WHAT THIS TASK INVOLVES: Filter the listing below for "fireballs" and report every line that has it.
*** Opening RECORDS PROVIDED ***
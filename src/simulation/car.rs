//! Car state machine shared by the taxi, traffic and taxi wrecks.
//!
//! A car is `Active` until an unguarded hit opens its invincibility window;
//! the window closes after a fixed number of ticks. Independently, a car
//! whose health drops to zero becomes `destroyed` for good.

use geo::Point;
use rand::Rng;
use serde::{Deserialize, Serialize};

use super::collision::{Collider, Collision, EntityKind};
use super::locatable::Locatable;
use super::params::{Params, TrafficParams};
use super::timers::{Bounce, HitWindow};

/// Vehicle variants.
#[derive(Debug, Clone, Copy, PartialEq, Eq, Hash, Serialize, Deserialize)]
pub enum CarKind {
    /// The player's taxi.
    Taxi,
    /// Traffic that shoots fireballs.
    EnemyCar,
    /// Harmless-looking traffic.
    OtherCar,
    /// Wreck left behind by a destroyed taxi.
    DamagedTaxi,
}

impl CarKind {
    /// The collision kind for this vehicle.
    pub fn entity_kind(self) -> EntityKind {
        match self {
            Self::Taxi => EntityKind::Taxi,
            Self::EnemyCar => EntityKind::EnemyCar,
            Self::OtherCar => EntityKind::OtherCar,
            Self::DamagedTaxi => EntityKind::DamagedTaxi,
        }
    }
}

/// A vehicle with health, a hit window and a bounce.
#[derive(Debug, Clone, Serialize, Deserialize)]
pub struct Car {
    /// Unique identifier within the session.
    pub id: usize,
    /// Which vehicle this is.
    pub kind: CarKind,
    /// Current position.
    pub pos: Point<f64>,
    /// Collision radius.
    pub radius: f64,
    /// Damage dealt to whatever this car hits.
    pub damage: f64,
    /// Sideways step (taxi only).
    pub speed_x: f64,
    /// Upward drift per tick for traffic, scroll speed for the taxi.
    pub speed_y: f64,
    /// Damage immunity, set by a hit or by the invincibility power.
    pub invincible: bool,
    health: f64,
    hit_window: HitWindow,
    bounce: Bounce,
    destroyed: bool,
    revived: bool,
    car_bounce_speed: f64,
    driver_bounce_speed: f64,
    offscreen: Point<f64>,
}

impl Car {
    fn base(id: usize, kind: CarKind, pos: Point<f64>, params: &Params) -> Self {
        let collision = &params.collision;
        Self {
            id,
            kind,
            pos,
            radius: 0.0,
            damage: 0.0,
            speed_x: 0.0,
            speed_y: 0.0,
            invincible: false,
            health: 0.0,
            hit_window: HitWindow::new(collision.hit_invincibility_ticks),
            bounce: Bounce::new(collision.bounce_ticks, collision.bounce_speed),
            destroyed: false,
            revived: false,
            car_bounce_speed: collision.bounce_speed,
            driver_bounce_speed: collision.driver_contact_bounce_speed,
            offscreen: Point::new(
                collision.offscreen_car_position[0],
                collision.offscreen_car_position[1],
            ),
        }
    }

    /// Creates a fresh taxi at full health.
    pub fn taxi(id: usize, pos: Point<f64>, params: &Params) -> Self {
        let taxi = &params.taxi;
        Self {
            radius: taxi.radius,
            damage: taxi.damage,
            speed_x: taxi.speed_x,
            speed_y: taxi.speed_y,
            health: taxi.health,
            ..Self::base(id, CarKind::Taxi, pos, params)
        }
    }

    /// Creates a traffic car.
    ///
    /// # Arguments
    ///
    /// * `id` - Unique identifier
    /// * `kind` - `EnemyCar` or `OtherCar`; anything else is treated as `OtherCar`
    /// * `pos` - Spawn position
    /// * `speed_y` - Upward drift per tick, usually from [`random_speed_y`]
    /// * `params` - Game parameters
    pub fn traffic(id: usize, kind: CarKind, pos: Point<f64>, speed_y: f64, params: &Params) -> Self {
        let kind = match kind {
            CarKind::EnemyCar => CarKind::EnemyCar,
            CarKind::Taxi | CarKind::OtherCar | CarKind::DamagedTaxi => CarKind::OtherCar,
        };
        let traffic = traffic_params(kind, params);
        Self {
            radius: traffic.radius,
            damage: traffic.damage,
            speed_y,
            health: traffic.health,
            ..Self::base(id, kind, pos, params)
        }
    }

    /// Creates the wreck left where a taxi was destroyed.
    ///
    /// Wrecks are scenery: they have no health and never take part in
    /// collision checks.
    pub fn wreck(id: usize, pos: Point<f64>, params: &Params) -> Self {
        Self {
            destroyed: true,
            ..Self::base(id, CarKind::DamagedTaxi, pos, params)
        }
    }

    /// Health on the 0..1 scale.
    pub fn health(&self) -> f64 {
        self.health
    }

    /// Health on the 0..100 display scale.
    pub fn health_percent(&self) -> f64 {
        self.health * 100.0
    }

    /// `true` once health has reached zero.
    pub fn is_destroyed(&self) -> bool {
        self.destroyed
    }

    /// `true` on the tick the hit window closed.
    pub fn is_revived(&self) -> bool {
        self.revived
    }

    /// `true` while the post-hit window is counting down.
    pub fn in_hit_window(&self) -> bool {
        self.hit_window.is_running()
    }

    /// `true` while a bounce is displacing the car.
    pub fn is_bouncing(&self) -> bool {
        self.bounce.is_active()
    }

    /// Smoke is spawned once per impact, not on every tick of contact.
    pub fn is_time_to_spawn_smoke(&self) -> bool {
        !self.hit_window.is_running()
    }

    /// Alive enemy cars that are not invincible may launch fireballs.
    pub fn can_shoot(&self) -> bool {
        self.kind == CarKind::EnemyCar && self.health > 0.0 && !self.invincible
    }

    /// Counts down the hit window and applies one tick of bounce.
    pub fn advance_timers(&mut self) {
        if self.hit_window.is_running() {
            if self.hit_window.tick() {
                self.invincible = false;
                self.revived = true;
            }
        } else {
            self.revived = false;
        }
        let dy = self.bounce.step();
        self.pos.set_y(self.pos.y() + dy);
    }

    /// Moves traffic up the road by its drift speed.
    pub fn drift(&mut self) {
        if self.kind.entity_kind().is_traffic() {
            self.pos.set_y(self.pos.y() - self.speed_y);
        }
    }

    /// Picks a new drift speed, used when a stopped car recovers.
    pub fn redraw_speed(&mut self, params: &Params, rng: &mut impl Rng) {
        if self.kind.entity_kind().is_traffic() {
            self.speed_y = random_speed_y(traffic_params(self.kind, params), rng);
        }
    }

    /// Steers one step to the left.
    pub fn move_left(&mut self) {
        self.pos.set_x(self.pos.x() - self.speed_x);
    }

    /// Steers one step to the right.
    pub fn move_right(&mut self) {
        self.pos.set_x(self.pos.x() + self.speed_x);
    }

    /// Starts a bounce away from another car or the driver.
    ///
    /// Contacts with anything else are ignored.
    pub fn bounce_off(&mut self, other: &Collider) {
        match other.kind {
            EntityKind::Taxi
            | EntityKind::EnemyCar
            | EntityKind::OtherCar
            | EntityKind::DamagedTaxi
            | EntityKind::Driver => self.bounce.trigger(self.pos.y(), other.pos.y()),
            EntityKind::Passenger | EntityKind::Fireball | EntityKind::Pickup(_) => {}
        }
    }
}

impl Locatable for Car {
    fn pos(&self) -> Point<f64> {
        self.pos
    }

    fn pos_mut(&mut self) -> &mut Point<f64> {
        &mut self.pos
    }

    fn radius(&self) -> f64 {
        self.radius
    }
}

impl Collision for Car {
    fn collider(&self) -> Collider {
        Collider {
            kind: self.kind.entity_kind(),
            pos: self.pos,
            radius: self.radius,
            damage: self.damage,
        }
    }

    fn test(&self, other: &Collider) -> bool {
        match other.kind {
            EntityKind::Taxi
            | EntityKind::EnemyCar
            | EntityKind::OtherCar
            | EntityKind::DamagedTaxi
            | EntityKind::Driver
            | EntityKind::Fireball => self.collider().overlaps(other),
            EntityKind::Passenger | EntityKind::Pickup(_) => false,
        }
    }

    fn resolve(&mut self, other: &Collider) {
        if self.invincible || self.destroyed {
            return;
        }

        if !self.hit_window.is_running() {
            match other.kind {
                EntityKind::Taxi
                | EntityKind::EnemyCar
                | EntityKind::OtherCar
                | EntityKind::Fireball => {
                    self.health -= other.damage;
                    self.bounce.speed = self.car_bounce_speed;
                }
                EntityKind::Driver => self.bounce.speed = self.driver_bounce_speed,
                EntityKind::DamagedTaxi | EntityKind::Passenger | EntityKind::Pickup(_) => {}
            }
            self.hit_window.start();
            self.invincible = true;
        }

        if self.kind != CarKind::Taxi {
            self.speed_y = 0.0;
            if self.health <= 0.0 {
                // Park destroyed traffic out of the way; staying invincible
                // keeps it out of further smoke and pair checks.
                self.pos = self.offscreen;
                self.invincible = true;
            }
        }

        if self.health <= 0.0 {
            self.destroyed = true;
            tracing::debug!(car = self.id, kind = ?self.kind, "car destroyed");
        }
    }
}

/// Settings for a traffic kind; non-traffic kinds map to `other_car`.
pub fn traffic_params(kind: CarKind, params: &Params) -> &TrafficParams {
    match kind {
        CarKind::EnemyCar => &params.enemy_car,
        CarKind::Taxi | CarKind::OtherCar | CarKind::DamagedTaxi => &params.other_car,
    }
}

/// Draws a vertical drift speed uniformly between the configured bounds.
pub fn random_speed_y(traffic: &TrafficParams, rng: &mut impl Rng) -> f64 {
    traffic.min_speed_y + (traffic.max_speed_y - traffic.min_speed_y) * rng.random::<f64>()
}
*** Closing RECORDS PROVIDED ***
*** Opening RECORDS PROVIDED ***
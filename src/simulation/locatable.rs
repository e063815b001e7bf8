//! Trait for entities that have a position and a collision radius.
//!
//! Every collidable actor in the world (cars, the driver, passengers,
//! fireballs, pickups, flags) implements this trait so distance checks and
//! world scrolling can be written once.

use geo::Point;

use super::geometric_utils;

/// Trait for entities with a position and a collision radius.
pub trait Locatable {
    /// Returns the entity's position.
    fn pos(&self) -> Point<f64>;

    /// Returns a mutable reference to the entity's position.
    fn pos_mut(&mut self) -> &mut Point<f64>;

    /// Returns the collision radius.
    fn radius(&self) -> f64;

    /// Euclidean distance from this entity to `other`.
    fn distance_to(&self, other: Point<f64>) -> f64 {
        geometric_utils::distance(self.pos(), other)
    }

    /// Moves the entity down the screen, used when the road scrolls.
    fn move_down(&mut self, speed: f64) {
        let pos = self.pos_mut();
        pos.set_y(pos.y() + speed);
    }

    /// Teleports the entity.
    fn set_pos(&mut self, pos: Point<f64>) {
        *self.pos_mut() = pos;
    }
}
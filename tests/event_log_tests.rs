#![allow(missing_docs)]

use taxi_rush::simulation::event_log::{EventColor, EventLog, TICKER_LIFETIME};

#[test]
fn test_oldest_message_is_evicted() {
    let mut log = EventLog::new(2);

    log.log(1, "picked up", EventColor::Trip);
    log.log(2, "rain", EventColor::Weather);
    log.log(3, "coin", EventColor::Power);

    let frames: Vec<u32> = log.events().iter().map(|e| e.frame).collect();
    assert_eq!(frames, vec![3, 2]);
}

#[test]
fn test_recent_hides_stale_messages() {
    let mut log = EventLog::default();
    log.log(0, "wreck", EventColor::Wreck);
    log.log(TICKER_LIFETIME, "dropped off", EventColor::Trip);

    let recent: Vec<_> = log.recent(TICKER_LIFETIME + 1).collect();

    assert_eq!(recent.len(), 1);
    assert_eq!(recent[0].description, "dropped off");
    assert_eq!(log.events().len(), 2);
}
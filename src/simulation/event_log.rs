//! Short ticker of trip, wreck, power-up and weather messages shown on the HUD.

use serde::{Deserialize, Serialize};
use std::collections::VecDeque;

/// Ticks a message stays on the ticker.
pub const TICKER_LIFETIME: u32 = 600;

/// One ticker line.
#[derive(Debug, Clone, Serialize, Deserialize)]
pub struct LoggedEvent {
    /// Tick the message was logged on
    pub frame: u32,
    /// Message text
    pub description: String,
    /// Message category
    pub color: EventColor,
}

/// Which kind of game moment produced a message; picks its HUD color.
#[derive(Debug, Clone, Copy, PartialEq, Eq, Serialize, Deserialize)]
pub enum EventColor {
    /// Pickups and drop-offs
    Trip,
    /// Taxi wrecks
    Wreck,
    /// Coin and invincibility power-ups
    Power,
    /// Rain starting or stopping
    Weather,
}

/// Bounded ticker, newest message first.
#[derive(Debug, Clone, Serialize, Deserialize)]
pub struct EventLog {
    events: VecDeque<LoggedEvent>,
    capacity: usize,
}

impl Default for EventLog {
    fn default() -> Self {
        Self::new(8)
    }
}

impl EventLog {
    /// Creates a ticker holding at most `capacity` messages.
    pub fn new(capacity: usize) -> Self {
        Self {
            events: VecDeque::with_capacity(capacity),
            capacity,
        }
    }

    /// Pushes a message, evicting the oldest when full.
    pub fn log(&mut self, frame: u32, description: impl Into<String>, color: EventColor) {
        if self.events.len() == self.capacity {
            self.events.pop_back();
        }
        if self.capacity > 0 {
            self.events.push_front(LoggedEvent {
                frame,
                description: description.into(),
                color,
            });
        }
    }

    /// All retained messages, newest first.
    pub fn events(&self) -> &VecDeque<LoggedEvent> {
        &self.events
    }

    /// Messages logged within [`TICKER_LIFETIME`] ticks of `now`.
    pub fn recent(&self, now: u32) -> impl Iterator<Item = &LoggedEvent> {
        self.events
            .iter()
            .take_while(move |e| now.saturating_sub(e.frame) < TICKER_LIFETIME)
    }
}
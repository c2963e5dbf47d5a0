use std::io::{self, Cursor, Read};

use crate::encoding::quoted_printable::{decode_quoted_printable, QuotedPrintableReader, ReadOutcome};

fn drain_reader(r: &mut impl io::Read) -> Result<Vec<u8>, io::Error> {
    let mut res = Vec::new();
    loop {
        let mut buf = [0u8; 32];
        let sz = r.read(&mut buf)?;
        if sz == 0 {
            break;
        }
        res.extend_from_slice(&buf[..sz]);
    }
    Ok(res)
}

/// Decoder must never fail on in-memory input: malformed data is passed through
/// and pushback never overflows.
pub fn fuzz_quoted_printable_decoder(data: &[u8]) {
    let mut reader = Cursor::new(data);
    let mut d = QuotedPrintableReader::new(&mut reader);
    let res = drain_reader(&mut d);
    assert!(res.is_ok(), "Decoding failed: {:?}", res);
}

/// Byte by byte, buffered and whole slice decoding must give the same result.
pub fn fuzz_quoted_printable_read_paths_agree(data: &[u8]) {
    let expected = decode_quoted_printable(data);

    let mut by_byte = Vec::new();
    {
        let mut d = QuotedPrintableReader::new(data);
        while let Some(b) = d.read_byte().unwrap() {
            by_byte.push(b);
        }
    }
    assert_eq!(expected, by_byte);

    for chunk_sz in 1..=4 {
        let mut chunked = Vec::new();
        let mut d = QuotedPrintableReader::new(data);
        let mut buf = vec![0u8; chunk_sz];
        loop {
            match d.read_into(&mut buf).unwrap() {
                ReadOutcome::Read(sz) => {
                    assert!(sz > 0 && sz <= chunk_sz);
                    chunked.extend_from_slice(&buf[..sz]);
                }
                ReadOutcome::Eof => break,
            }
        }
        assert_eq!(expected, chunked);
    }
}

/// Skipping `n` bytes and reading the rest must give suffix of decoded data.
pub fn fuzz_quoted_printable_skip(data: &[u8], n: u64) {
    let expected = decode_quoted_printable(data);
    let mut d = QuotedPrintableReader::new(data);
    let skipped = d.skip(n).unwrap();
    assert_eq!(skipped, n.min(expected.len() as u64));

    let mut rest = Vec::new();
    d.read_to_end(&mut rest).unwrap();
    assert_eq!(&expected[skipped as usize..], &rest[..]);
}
*** Closing RECORDS PROVIDED ***
OUTPUT FOR THIS EXERCISE:
    /// Traffic that shoots fireballs.
    /// Alive enemy cars that are not invincible may launch fireballs.
//! fireballs, pickups, flags) implements this trait so distance checks and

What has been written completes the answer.